— About this exercise —
Below are the records; how many of their lines contain "LoggerConfig"? Reply only with that figure.

Entries taken from a collection:

___

//! daylog - leveled logging to the console and a per-day log file
//!
//! Build one [`Logger`], share it through `Arc`, and call it from any thread:
//!
//! ```no_run
//! use std::sync::Arc;
//! use daylog::{log_info, Logger, LoggerConfig, Severity};
//!
//! let logger = Arc::new(Logger::new(LoggerConfig::default()));
//! logger.set_level(Severity::Debug);
//! logger.enable_file_logging()?;
//! log_info!(logger, "started with {} workers", 4);
//! # Ok::<(), daylog::LogError>(())
//! ```

pub mod config;
pub mod error;
pub mod logging;

pub use config::{LogDirPolicy, LoggerConfig};
pub use error::LogError;
pub use logging::{CaptureSink, Logger, LoggerLayer, Severity};
//! Bridge from `tracing` into a [`Logger`]
//!
//! Install [`LoggerLayer`] on a `tracing_subscriber` registry and `tracing::info!` and
//! friends end up in the same sinks, with the same format and threshold, as direct calls.

use std::fmt::{self, Write as _};
use std::sync::Arc;

use tracing::field::{Field, Visit};
use tracing::{Event, Subscriber};
use tracing_subscriber::layer::Context;
use tracing_subscriber::Layer;

use super::level::Severity;
use super::logger::Logger;

/// `tracing_subscriber` layer forwarding events to a logger
#[derive(Debug, Clone)]
pub struct LoggerLayer {
    logger: Arc<Logger>,
    with_target: bool,
}

impl LoggerLayer {
    /// Forward events to `logger`
    pub fn new(logger: Arc<Logger>) -> Self {
        Self {
            logger,
            with_target: false,
        }
    }

    /// Prefix each message with the event target (`target: message`)
    pub fn with_target(mut self, with_target: bool) -> Self {
        self.with_target = with_target;
        self
    }
}

impl<S: Subscriber> Layer<S> for LoggerLayer {
    fn on_event(&self, event: &Event<'_>, _ctx: Context<'_, S>) {
        let metadata = event.metadata();
        let level = Severity::from(*metadata.level());
        if !self.logger.enabled(level) {
            return;
        }

        let mut visitor = MessageVisitor::default();
        event.record(&mut visitor);
        let message = visitor.finish();

        if self.with_target {
            self.logger
                .log(level, &format!("{}: {}", metadata.target(), message));
        } else {
            self.logger.log(level, &message);
        }
    }
}

/// Collects the `message` field and renders the rest as `name=value`
#[derive(Default)]
struct MessageVisitor {
    message: String,
    fields: String,
}

impl MessageVisitor {
    fn push_field(&mut self, name: &str, value: fmt::Arguments<'_>) {
        if !self.fields.is_empty() {
            self.fields.push(' ');
        }
        let _ = write!(self.fields, "{}={}", name, value);
    }

    fn finish(self) -> String {
        match (self.message.is_empty(), self.fields.is_empty()) {
            (_, true) => self.message,
            (true, false) => self.fields,
            (false, false) => format!("{} {}", self.message, self.fields),
        }
    }
}

impl Visit for MessageVisitor {
    fn record_str(&mut self, field: &Field, value: &str) {
        if field.name() == "message" {
            self.message = value.to_string();
        } else {
            self.push_field(field.name(), format_args!("{:?}", value));
        }
    }

    fn record_debug(&mut self, field: &Field, value: &dyn fmt::Debug) {
        if field.name() == "message" {
            self.message = format!("{:?}", value);
        } else {
            self.push_field(field.name(), format_args!("{:?}", value));
        }
    }
}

___

— Written reply —
3